MegaETH enhances the current parallel processing speed by a transaction-priority optimized parallel algorithms (streaming-based block building). We haven’t seen a more detailed description of this yet; if more information revealed later, we will share it with you.
In-Memory COMPUTATION
Thanks to node specialization, MegaETH’s sequencers are equipped with ample RAM to store the entire EVM state and state trie in memory, resulting in a 1000x increase in state access speed compared to SSD-based systems.
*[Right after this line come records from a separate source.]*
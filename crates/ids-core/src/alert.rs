// SPDX-License-Identifier: BUSL-1.1
// Copyright (c) 2026 Alfred Jean LLC

//! Alert payload construction. Stateless: every step is a pure
//! function of `(rule, event, group_key, extra)`, so identical inputs
//! produce byte-identical output modulo the generated alert id.

use serde::Serialize;
use serde_json::{Map, Value};

use crate::event::NormalizedEvent;
use crate::rule::Rule;

/// Closed vocabulary for target semantic tags, evaluated in a fixed priority
/// order against the path (first match wins) so tagging is deterministic.
#[derive(Debug, Clone, Copy, PartialEq, Eq, Serialize)]
#[serde(rename_all = "kebab-case")]
pub enum TargetTag {
    AdminEntry,
    InfoLeak,
    SourceLeak,
    BackupLeak,
    LoginPage,
    SuspiciousProbe,
    SensitivePath,
}

/// Priority-ordered (path substring, tag) table; first match wins.
const TARGET_TAG_TABLE: &[(&str, TargetTag)] = &[
    ("/admin", TargetTag::AdminEntry),
    ("/phpinfo", TargetTag::InfoLeak),
    ("/.git", TargetTag::SourceLeak),
    ("/.env", TargetTag::SourceLeak),
    ("/backup", TargetTag::BackupLeak),
    (".zip", TargetTag::BackupLeak),
    (".sql", TargetTag::BackupLeak),
    ("/login", TargetTag::LoginPage),
    ("/wp-login", TargetTag::LoginPage),
];

fn tag_for_path(path: &str) -> TargetTag {
    for (needle, tag) in TARGET_TAG_TABLE {
        if path.contains(needle) {
            return *tag;
        }
    }
    TargetTag::SuspiciousProbe
}

#[derive(Debug, Clone, Serialize)]
pub struct Target {
    pub url: String,
    pub tag: TargetTag,
}

#[derive(Debug, Clone, Serialize)]
pub struct Assessment {
    pub attack_type: String,
    pub risk_level: String,
    pub targets: Vec<Target>,
}

/// Internal host kept for provenance when the displayed host is normalized
/// to a configured public name.
#[derive(Debug, Clone, Serialize)]
pub struct Asset {
    #[serde(skip_serializing_if = "Option::is_none")]
    pub internal_host: Option<String>,
}

#[derive(Debug, Clone, Serialize)]
pub struct Alert {
    /// Not part of spec.md's field list; the one field this builder's
    /// otherwise-pure output varies by, per input (rule, event, group_key,
    /// extra).
    pub id: String,
    pub rule_id: String,
    pub rule_name: String,
    pub rule_title: String,
    pub rule_desc: String,
    pub rule_why: String,
    pub rule_advice: String,
    pub severity: String,
    pub tags: Vec<String>,
    pub log_source: String,
    pub group_key: String,
    #[serde(skip_serializing_if = "Option::is_none")]
    pub src_ip: Option<String>,
    #[serde(skip_serializing_if = "Option::is_none")]
    pub username: Option<String>,
    pub host: String,
    pub asset: Asset,
    #[serde(skip_serializing_if = "Option::is_none")]
    pub port: Option<i64>,
    pub ts: i64,
    #[serde(skip_serializing_if = "Option::is_none")]
    pub raw_id: Option<String>,
    pub extra: Map<String, Value>,
    pub assessment: Assessment,
    pub human_summary: String,
}

enum Family {
    Ssh,
    Http,
    Sequence,
    Generic,
}

fn family_of(rule: &Rule) -> Family {
    if matches!(rule.kind, crate::rule::RuleKind::Sequence(_)) {
        return Family::Sequence;
    }
    if rule.log_source.matches("ssh") || rule.tags.iter().any(|t| t == "ssh") {
        return Family::Ssh;
    }
    if rule.log_source.matches("http") || rule.tags.iter().any(|t| t == "http") {
        return Family::Http;
    }
    Family::Generic
}

fn risk_level(severity: &crate::rule::Severity) -> &'static str {
    use crate::rule::Severity::*;
    match severity {
        Info | Low => "low",
        Medium => "medium",
        High => "high",
        Critical => "critical",
        Other(_) => "medium",
    }
}

/// Composes structured alert payloads from detection engine output. Holds no
/// mutable state; `public_host` is the only configuration input.
#[derive(Debug, Clone, Default)]
pub struct AlertBuilder {
    public_host: Option<String>,
}

impl AlertBuilder {
    pub fn new(public_host: Option<String>) -> Self {
        Self { public_host }
    }

    pub fn build(
        &self,
        rule: &Rule,
        event: &NormalizedEvent,
        group_key: &str,
        extra: Map<String, Value>,
    ) -> Alert {
        let family = family_of(rule);
        let internal_host = event.host.clone();
        let displayed_host = match family {
            Family::Http => self.public_host.clone().or_else(|| internal_host.clone()),
            _ => internal_host.clone(),
        };
        let host = displayed_host.unwrap_or_default();

        let assessment = match family {
            Family::Ssh => ssh_assessment(rule, event),
            Family::Http => http_assessment(rule, event, &extra),
            Family::Sequence => sequence_assessment(rule),
            Family::Generic => generic_assessment(rule),
        };

        let human_summary = match family {
            Family::Ssh => ssh_summary(rule, event, group_key, &extra),
            Family::Http => http_summary(rule, event, group_key, &extra),
            Family::Sequence => sequence_summary(rule, event, group_key, &extra),
            Family::Generic => generic_summary(rule, event, group_key, &extra),
        };

        Alert {
            id: uuid::Uuid::new_v4().to_string(),
            rule_id: rule.id.clone(),
            rule_name: rule.name.clone(),
            rule_title: rule.title.clone(),
            rule_desc: rule.desc.clone(),
            rule_why: rule.why.clone(),
            rule_advice: rule.advice.clone(),
            severity: rule.severity.as_str().to_owned(),
            tags: rule.tags.clone(),
            log_source: event.log_source.clone(),
            group_key: group_key.to_owned(),
            src_ip: event.src_ip.clone(),
            username: event.username.clone(),
            host,
            asset: Asset { internal_host },
            port: event.port,
            ts: event.ts,
            raw_id: event.raw_id.clone(),
            extra,
            assessment,
            human_summary,
        }
    }
}

fn ssh_assessment(rule: &Rule, event: &NormalizedEvent) -> Assessment {
    let port = event.port.unwrap_or(22);
    let host = event.host.clone().unwrap_or_default();
    Assessment {
        attack_type: "ssh-bruteforce".to_owned(),
        risk_level: risk_level(&rule.severity).to_owned(),
        targets: vec![Target { url: format!("ssh://{host}:{port}"), tag: TargetTag::SuspiciousProbe }],
    }
}

fn render_url(host: &str, port: Option<i64>, path: &str) -> String {
    let (scheme, default_port) = match port {
        Some(443) => ("https", 443),
        Some(80) => ("http", 80),
        _ => ("http", 80),
    };
    match port {
        Some(p) if p != default_port => format!("{scheme}://{host}:{p}{path}"),
        _ => format!("{scheme}://{host}{path}"),
    }
}

fn http_assessment(rule: &Rule, event: &NormalizedEvent, extra: &Map<String, Value>) -> Assessment {
    let host = event.host.clone().unwrap_or_default();
    let paths: Vec<String> = extra
        .get("events")
        .and_then(Value::as_array)
        .map(|events| {
            events
                .iter()
                .filter_map(|e| e.get("path").and_then(Value::as_str).map(str::to_owned))
                .collect()
        })
        .or_else(|| {
            extra
                .get("paths")
                .and_then(Value::as_array)
                .map(|p| p.iter().filter_map(|v| v.as_str().map(str::to_owned)).collect())
        })
        .unwrap_or_default();

    let targets = paths
        .into_iter()
        .map(|path| Target { url: render_url(&host, event.port, &path), tag: tag_for_path(&path) })
        .collect();

    Assessment {
        attack_type: "http-path-probe".to_owned(),
        risk_level: risk_level(&rule.severity).to_owned(),
        targets,
    }
}

fn sequence_assessment(rule: &Rule) -> Assessment {
    Assessment {
        attack_type: "fail-success-sequence".to_owned(),
        risk_level: risk_level(&rule.severity).to_owned(),
        targets: Vec::new(),
    }
}

fn generic_assessment(rule: &Rule) -> Assessment {
    Assessment {
        attack_type: "window-threshold".to_owned(),
        risk_level: risk_level(&rule.severity).to_owned(),
        targets: Vec::new(),
    }
}

fn ssh_summary(rule: &Rule, event: &NormalizedEvent, group_key: &str, extra: &Map<String, Value>) -> String {
    let ip = event.src_ip.clone().unwrap_or_else(|| "unknown host".to_owned());
    let host = event.host.clone().unwrap_or_default();
    let count = extra.get("count").and_then(Value::as_i64).unwrap_or(0);
    let window_sec = extra.get("window_sec").and_then(Value::as_i64).unwrap_or(0);
    format!(
        "{ip} attempted {count} SSH logins against {host} within {window_sec}s (rule {}, group {group_key})",
        rule.id
    )
}

fn http_summary(rule: &Rule, event: &NormalizedEvent, group_key: &str, extra: &Map<String, Value>) -> String {
    let ip = event.src_ip.clone().unwrap_or_else(|| "unknown host".to_owned());
    let count = extra.get("count").and_then(Value::as_i64).unwrap_or(0);
    let paths: Vec<String> = extra
        .get("events")
        .and_then(Value::as_array)
        .map(|events| {
            events
                .iter()
                .filter_map(|e| e.get("path").and_then(Value::as_str).map(str::to_owned))
                .take(3)
                .collect()
        })
        .unwrap_or_default();
    format!(
        "{ip} probed {count} suspicious paths including {} (rule {}, group {group_key})",
        paths.join(", "),
        rule.id
    )
}

fn sequence_summary(rule: &Rule, event: &NormalizedEvent, group_key: &str, extra: &Map<String, Value>) -> String {
    let ip = event.src_ip.clone().unwrap_or_else(|| "unknown host".to_owned());
    let user = event.username.clone().unwrap_or_default();
    let fail_count = extra.get("fail_count").and_then(Value::as_i64).unwrap_or(0);
    let fail_within_sec = extra.get("fail_within_sec").and_then(Value::as_i64).unwrap_or(0);
    format!(
        "{ip} succeeded as {user} after {fail_count} failures within {fail_within_sec}s (rule {}, group {group_key})",
        rule.id
    )
}

fn generic_summary(rule: &Rule, event: &NormalizedEvent, group_key: &str, extra: &Map<String, Value>) -> String {
    let count = extra
        .get("count")
        .or_else(|| extra.get("distinct_count"))
        .and_then(Value::as_i64)
        .unwrap_or(0);
    let window_sec = extra.get("window_sec").and_then(Value::as_i64).unwrap_or(0);
    format!(
        "rule {} tripped with count {count} within {window_sec}s for group {group_key} at ts {}",
        rule.id, event.ts
    )
}

#[cfg(test)]
#[path = "alert_tests.rs"]
mod tests;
Additionally, high-end servers with 1-4 TB of memory are readily available in the cloud, providing ample state for future growth.
This approach is known as in-memory computing in Web2, and by introduce it into blockchain, we will able to support high-performance, data-intensive Web2 applications than ever.
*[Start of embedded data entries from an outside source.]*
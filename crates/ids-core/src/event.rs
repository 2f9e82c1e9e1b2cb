// SPDX-License-Identifier: BUSL-1.1
// Copyright (c) 2026 Alfred Jean LLC

//! Normalized event: the engine's single input type.

use std::collections::BTreeMap;

use serde::{Deserialize, Serialize};

/// A normalized log event. `log_source` and `ts` are the only required
/// fields; everything else is optional and rules declare which fields they
/// need via `require`/`match`/`*_regex`/`group_by`/`distinct_on`.
#[derive(Debug, Clone, Serialize, Deserialize, Default)]
pub struct NormalizedEvent {
    pub log_source: String,
    pub ts: i64,
    #[serde(default, skip_serializing_if = "Option::is_none")]
    pub host: Option<String>,
    #[serde(default, skip_serializing_if = "Option::is_none")]
    pub source: Option<String>,
    #[serde(default, skip_serializing_if = "Option::is_none")]
    pub raw_id: Option<String>,
    #[serde(default, skip_serializing_if = "Option::is_none")]
    pub src_ip: Option<String>,
    #[serde(default, skip_serializing_if = "Option::is_none")]
    pub username: Option<String>,
    #[serde(default, skip_serializing_if = "Option::is_none")]
    pub outcome: Option<String>,
    #[serde(default, skip_serializing_if = "Option::is_none")]
    pub port: Option<i64>,
    #[serde(default, skip_serializing_if = "Option::is_none")]
    pub path: Option<String>,
    #[serde(default, skip_serializing_if = "Option::is_none")]
    pub method: Option<String>,
    #[serde(default, skip_serializing_if = "Option::is_none")]
    pub status_code: Option<i64>,
    #[serde(default, skip_serializing_if = "Option::is_none")]
    pub raw: Option<String>,
    /// Catch-all for source-specific fields not promoted to a named slot
    /// above (e.g. `service`, used by dedup-key templates). Rules reference
    /// these the same way as named fields.
    #[serde(default, flatten)]
    pub extra: BTreeMap<String, serde_json::Value>,
}

impl NormalizedEvent {
    /// Look up a field by name, checking named slots first and falling back
    /// to `extra`. Returns a display-ready string, or `None` if absent/empty.
    pub fn field(&self, name: &str) -> Option<String> {
        let value = match name {
            "log_source" => Some(self.log_source.clone()),
            "ts" => Some(self.ts.to_string()),
            "host" => self.host.clone(),
            "source" => self.source.clone(),
            "raw_id" => self.raw_id.clone(),
            "src_ip" => self.src_ip.clone(),
            "username" => self.username.clone(),
            "outcome" => self.outcome.clone(),
            "port" => self.port.map(|p| p.to_string()),
            "path" => self.path.clone(),
            "method" => self.method.clone(),
            "status_code" => self.status_code.map(|c| c.to_string()),
            "raw" => self.raw.clone(),
            other => self.extra.get(other).map(value_to_display),
        };
        value.filter(|v| !v.is_empty())
    }

    /// Truncate `raw` to a maximum byte length, used when compacting an
    /// event into evidence-snapshot storage.
    pub fn truncated_raw(&self, max_len: usize) -> Option<String> {
        self.raw.as_ref().map(|r| {
            if r.len() > max_len {
                r.chars().take(max_len).collect()
            } else {
                r.clone()
            }
        })
    }
}

/// Compact evidence snapshot stored in a window's blob map and shown in an
/// alert's `events` array (`ts, attack_ip, ip, user, port, path, raw, host,
/// source, raw_id`). `attack_ip`/`ip` and `user`/`username` are kept as
/// separate keys for evidence-consumer compatibility even though both
/// pairs are always populated from the same source field.
#[derive(Debug, Clone, Serialize, Deserialize)]
pub struct EvidenceEvent {
    pub ts: i64,
    #[serde(default, skip_serializing_if = "Option::is_none")]
    pub attack_ip: Option<String>,
    #[serde(default, skip_serializing_if = "Option::is_none")]
    pub ip: Option<String>,
    #[serde(default, skip_serializing_if = "Option::is_none")]
    pub user: Option<String>,
    #[serde(default, skip_serializing_if = "Option::is_none")]
    pub username: Option<String>,
    #[serde(default, skip_serializing_if = "Option::is_none")]
    pub port: Option<i64>,
    #[serde(default, skip_serializing_if = "Option::is_none")]
    pub path: Option<String>,
    #[serde(default, skip_serializing_if = "Option::is_none")]
    pub raw: Option<String>,
    #[serde(default, skip_serializing_if = "Option::is_none")]
    pub host: Option<String>,
    #[serde(default, skip_serializing_if = "Option::is_none")]
    pub source: Option<String>,
    #[serde(default, skip_serializing_if = "Option::is_none")]
    pub raw_id: Option<String>,
}

impl NormalizedEvent {
    /// Compact snapshot suitable for window-state storage and alert evidence.
    pub fn to_evidence(&self, raw_max_len: usize) -> EvidenceEvent {
        EvidenceEvent {
            ts: self.ts,
            attack_ip: self.src_ip.clone(),
            ip: self.src_ip.clone(),
            user: self.username.clone(),
            username: self.username.clone(),
            port: self.port,
            path: self.path.clone(),
            raw: self.truncated_raw(raw_max_len),
            host: self.host.clone(),
            source: self.source.clone(),
            raw_id: self.raw_id.clone(),
        }
    }
}

fn value_to_display(v: &serde_json::Value) -> String {
    match v {
        serde_json::Value::String(s) => s.clone(),
        serde_json::Value::Null => String::new(),
        other => other.to_string(),
    }
}

#[cfg(test)]
#[path = "event_tests.rs"]
mod tests;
Smart Contract Compilation
MegaETH employs Just-In-Time (JIT) compilation to translate smart contracts into native machine code on the fly, improving the efficiency of interpreting EVM bytecode and simulating stack machines. While most contracts may see limited performance improvements in production, compute-intensive applications could see up to a 100x performance boost, making MegaETH ideal platform for sophisticated DApps requiring real-time performance.
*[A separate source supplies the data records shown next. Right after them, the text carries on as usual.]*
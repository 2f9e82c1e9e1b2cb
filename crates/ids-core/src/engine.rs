// SPDX-License-Identifier: BUSL-1.1
// Copyright (c) 2026 Alfred Jean LLC

//! Detection engine: a pure function of `(event, rule_catalog,
//! state_store)` producing zero or more alerts. Per-rule failures are caught
//! and logged without aborting the rest of the catalog.

use std::future::Future;
use std::sync::Arc;
use std::time::Duration;

use serde_json::{Map, Value};
use tracing::warn;

use crate::alert::{Alert, AlertBuilder};
use crate::error::{CoreError, CoreResult};
use crate::event::NormalizedEvent;
use crate::rule::loader::RuleLoader;
use crate::rule::{Rule, RuleKind, SequenceSpec};
use crate::store::StateStore;

const EVIDENCE_RAW_MAX_LEN: usize = 512;
const DEFAULT_KEEP_LAST: usize = 50;

/// Per-event, per-rule-call deadline.
const DEFAULT_STORE_TIMEOUT: Duration = Duration::from_secs(3);

pub struct DetectionEngine {
    loader: Arc<RuleLoader>,
    store: Arc<dyn StateStore>,
    builder: AlertBuilder,
    store_timeout: Duration,
}

impl DetectionEngine {
    pub fn new(loader: Arc<RuleLoader>, store: Arc<dyn StateStore>, builder: AlertBuilder) -> Self {
        Self { loader, store, builder, store_timeout: DEFAULT_STORE_TIMEOUT }
    }

    pub fn with_store_timeout(mut self, timeout: Duration) -> Self {
        self.store_timeout = timeout;
        self
    }

    /// Evaluate one event against the current catalog snapshot, returning
    /// every alert that trips. Never panics; a failing rule is logged and
    /// skipped, the rest of the catalog still evaluates.
    pub async fn evaluate(&self, event: &NormalizedEvent) -> Vec<Alert> {
        if event.ts <= 0 {
            return Vec::new();
        }

        let catalog = self.loader.catalog().await;
        let mut alerts = Vec::new();

        for rule in catalog.enabled_rules() {
            let outcome = match &rule.kind {
                RuleKind::Sequence(seq) => self.evaluate_sequence(rule, seq, event).await,
                RuleKind::Window { .. } => self.evaluate_window(rule, event).await,
            };
            match outcome {
                Ok(Some(alert)) => alerts.push(alert),
                Ok(None) => {}
                Err(e) => {
                    warn!(rule_id = %rule.id, error = %e, "rule evaluation failed, skipping");
                }
            }
        }

        alerts
    }

    async fn timed<T>(&self, fut: impl Future<Output = CoreResult<T>>) -> CoreResult<T> {
        match tokio::time::timeout(self.store_timeout, fut).await {
            Ok(result) => result,
            Err(_) => Err(CoreError::BackendUnavailable("state store call timed out".to_owned())),
        }
    }

    async fn evaluate_window(&self, rule: &Rule, event: &NormalizedEvent) -> CoreResult<Option<Alert>> {
        if !predicate_matches(rule, event) {
            return Ok(None);
        }

        let RuleKind::Window { window_sec, threshold, distinct_on } = &rule.kind else {
            unreachable!("evaluate_window called with non-window rule");
        };

        let group_key = group_key(&rule.group_by, event);
        let key_base = format!("{}:{group_key}", rule.id);
        let ts = event.ts;

        let mut extra = Map::new();
        let count = if let Some(fields) = distinct_on {
            let dv = distinct_value(fields, event);
            let cnt = self
                .timed(self.store.window_distinct_count(&key_base, ts, *window_sec, &dv))
                .await?;
            let evidence_key = format!("{key_base}:evt");
            let blob = evidence_blob(event);
            let (_, events) = self
                .timed(self.store.window_record(
                    &evidence_key,
                    ts,
                    *window_sec,
                    &event_member(event),
                    &blob,
                    DEFAULT_KEEP_LAST,
                ))
                .await?;
            extra.insert("distinct_count".to_owned(), Value::from(cnt));
            extra.insert("window_sec".to_owned(), Value::from(*window_sec));
            extra.insert("events".to_owned(), parse_events(&events));
            cnt
        } else {
            let blob = evidence_blob(event);
            let (cnt, events) = self
                .timed(self.store.window_record(
                    &key_base,
                    ts,
                    *window_sec,
                    &event_member(event),
                    &blob,
                    DEFAULT_KEEP_LAST,
                ))
                .await?;
            extra.insert("count".to_owned(), Value::from(cnt));
            extra.insert("window_sec".to_owned(), Value::from(*window_sec));
            extra.insert("events".to_owned(), parse_events(&events));
            cnt
        };

        if count < *threshold {
            return Ok(None);
        }

        let dedup = render_dedup_key(&rule.dedup_key, rule, event);
        let permitted = self.timed(self.store.cooldown_hit(&dedup, rule.cooldown_sec, ts)).await?;
        if !permitted {
            return Ok(None);
        }

        Ok(Some(self.builder.build(rule, event, &group_key, extra)))
    }

    async fn evaluate_sequence(
        &self,
        rule: &Rule,
        seq: &SequenceSpec,
        event: &NormalizedEvent,
    ) -> CoreResult<Option<Alert>> {
        if !predicate_matches(rule, event) {
            return Ok(None);
        }

        let group_key = group_key(&rule.group_by, event);
        let key_base = format!("{}:{group_key}", rule.id);
        let ts = event.ts;

        match event.outcome.as_deref() {
            Some("fail") => {
                let member = event_member(event);
                self.timed(self.store.record_fail(&key_base, ts, &member, seq.fail_within_sec)).await?;
                Ok(None)
            }
            Some("success") => {
                let burst = self
                    .timed(self.store.had_recent_fail_burst(
                        &key_base,
                        ts,
                        seq.fail_within_sec,
                        seq.fail_count,
                    ))
                    .await?;
                if !burst {
                    return Ok(None);
                }

                let dedup = render_dedup_key(&rule.dedup_key, rule, event);
                let permitted =
                    self.timed(self.store.cooldown_hit(&dedup, rule.cooldown_sec, ts)).await?;
                if !permitted {
                    return Ok(None);
                }

                let fail_key = format!("{key_base}:fail");
                let events = self
                    .timed(self.store.window_get_events(
                        &fail_key,
                        ts,
                        seq.fail_within_sec,
                        DEFAULT_KEEP_LAST,
                    ))
                    .await
                    .unwrap_or_default();

                let mut extra = Map::new();
                extra.insert("fail_count".to_owned(), Value::from(seq.fail_count));
                extra.insert("fail_within_sec".to_owned(), Value::from(seq.fail_within_sec));
                extra.insert("events".to_owned(), parse_events(&events));

                Ok(Some(self.builder.build(rule, event, &group_key, extra)))
            }
            _ => Ok(None),
        }
    }
}

fn predicate_matches(rule: &Rule, event: &NormalizedEvent) -> bool {
    if !rule.log_source.matches(&event.log_source) {
        return false;
    }
    for field in &rule.require {
        match event.field(field) {
            Some(v) if !v.is_empty() => {}
            _ => return false,
        }
    }
    for (field, expected) in &rule.r#match {
        match event.field(field) {
            Some(v) if &v == expected => {}
            _ => return false,
        }
    }
    for (field, regex) in &rule.regex {
        match event.field(field) {
            Some(v) if regex.is_match(&v) => {}
            _ => return false,
        }
    }
    true
}

fn group_key(group_by: &[String], event: &NormalizedEvent) -> String {
    if group_by.is_empty() {
        return "global".to_owned();
    }
    group_by
        .iter()
        .map(|f| format!("{f}={}", event.field(f).unwrap_or_default()))
        .collect::<Vec<_>>()
        .join("|")
}

fn distinct_value(fields: &[String], event: &NormalizedEvent) -> String {
    fields.iter().map(|f| event.field(f).unwrap_or_default()).collect::<Vec<_>>().join("|")
}

fn event_member(event: &NormalizedEvent) -> String {
    event.raw_id.clone().unwrap_or_else(|| event.ts.to_string())
}

fn evidence_blob(event: &NormalizedEvent) -> String {
    serde_json::to_string(&event.to_evidence(EVIDENCE_RAW_MAX_LEN)).unwrap_or_default()
}

/// Hydrate stored evidence blobs into JSON values for the alert payload,
/// skipping any that fail to parse rather than failing the whole alert.
fn parse_events(blobs: &[String]) -> Value {
    Value::Array(blobs.iter().filter_map(|b| serde_json::from_str(b).ok()).collect())
}

/// Render `{rule_id}`, `{src_ip}`, `{username}`, `{host}`, `{service}` in a
/// dedup-key template; missing fields substitute the empty string.
fn render_dedup_key(template: &str, rule: &Rule, event: &NormalizedEvent) -> String {
    template
        .replace("{rule_id}", &rule.id)
        .replace("{src_ip}", &event.src_ip.clone().unwrap_or_default())
        .replace("{username}", &event.username.clone().unwrap_or_default())
        .replace("{host}", &event.host.clone().unwrap_or_default())
        .replace("{service}", &event.field("service").unwrap_or_default())
}

#[cfg(test)]
#[path = "engine_tests.rs"]
mod tests;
Optimized State Trie Updates
State trie update speed is the largest bottleneck for EVM-compatible blockchains due to intensive disk I/O operations. MegaETH addresses this by replacing the Merkle Patricia Trie (MPT) with a new state trie designed from scratch. This new trie minimizes disk I/O operations and scales efficiently to terabytes of state data while maintaining full EVM compatibility
State Sync Protocol
MegaETH employs an efficient peer-to-peer protocol to update the state from sequencers to full nodes with low latency, ensuring even nodes with modest internet connections remain synchronized with the latest state, capable of handling updates at a rate of 100,000 TPS.
Summary
MegaETH appears to be a highly technical team, offering a comprehensive solution to existing EVM problems and bottlenecks through specialized nodes, transaction parallelization, I/O state optimization, gas limit improvements, and more. Their approach provides a detailed and convincing solution to these issues, setting them apart from other projects that focus on optimizing only specific aspects.
Someone asked the founder of MegaETH, since they have done so many optimizations, why not issue a new blockchain? The answer is that their solution is based on outsourcing security and censorship resistance to the third party which are Ethereum and EigenLayer. What they aim to do is to enhance the performance of the EVMs. This is good news for the Ethereum ecosystem, and could be one of the main reasons Vitalik, who also has a technical background and also proposed the idea of node specialization before, supports MegaETH. Furthermore, with the biggest Ethereum’s ecosystem, user and funding are not major issues. However, this could also be MegaETH’s bottleneck. Can the 100,000+ TPS meet the needs of projects from Web2? It might be sufficient now, but more aggressive solutions might be required in the future.
MegaETH’s public testnet is expected to launch in early autumn, with the mainnet anticipated by the end of the year. We will keep you updated.